The 90% minimum inhibitory concentrations (MIC₉₀) of omadacycline tosylate against methicillin-resistant Staphylococcus aureus (MRSA), vancomycin-resistant Enterococcus (VRE), and beta-hemolytic streptococci are 1.0 μg/ml, 0.25 μg/ml, and 0.5 μg/ml, respectively; its MIC₉₀ against penicillin-resistant Streptococcus pneumoniae (PRSP) and Haemophilus influenzae (H. influenzae) are 0.25 μg/ml and 2.0 μg/ml, respectively [2].
Omadacycline tosylate (10 μM, equivalent to 5.57 μg/ml) inhibits the ligand-binding activity of the M2 subtype of muscarinic acetylcholine receptors (M2 receptors) by 82%. At the same time, it exerts no substantial effect on the M3 subtype of muscarinic receptors (M3 receptors) or nicotinic acetylcholine receptors [5].

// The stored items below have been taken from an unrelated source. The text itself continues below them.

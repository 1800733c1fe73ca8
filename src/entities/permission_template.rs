use sea_orm::entity::prelude::*;
use serde::{Deserialize, Serialize};

/// 权限模板实体
///
/// 对应数据库表 permission_templates
#[derive(Clone, Debug, PartialEq, DeriveEntityModel, Eq, Serialize, Deserialize)]
#[sea_orm(table_name = "permission_templates")]
pub struct Model {
    #[sea_orm(primary_key)]
    pub id: i64,

    /// 模板名称（唯一约束）
    #[sea_orm(unique)]
    pub name: String,

    /// 生成的模板 key（唯一约束）
    #[sea_orm(unique)]
    pub kee: String,

    pub description: Option<String>,

    /// 匹配项目 key 的正则表达式
    pub key_pattern: Option<String>,

    #[sea_orm(column_type = "TimestampWithTimeZone")]
    pub created_at: ChronoDateTimeWithTimeZone,

    #[sea_orm(column_type = "TimestampWithTimeZone")]
    pub updated_at: ChronoDateTimeWithTimeZone,
}

#[derive(Copy, Clone, Debug, EnumIter, DeriveRelation)]
pub enum Relation {
    #[sea_orm(has_many = "super::perm_template_group::Entity")]
    PermTemplateGroups,
    #[sea_orm(has_many = "super::perm_template_user::Entity")]
    PermTemplateUsers,
}

impl Related<super::perm_template_group::Entity> for Entity {
    fn to() -> RelationDef {
        Relation::PermTemplateGroups.def()
    }
}

impl Related<super::perm_template_user::Entity> for Entity {
    fn to() -> RelationDef {
        Relation::PermTemplateUsers.def()
    }
}

impl ActiveModelBehavior for ActiveModel {}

In the mouse abdominal infection model, a single intravenous injection of Omadacycline tosylate (0.11-18 mg/kg) demonstrated therapeutic effects against Streptococcus pneumoniae, Escherichia coli, and Staphylococcus vitis vinifera. The 50% effective dose (ED₅₀) for Streptococcus pneumoniae ranged from 0.45 mg/kg to 3.39 mg/kg, while the ED₅₀ for Staphylococcus vitis vinifera ranged from 0.30 mg/kg to 1.74 mg/kg. The ED₅₀ for Escherichia coli was 2.02 mg/kg[2].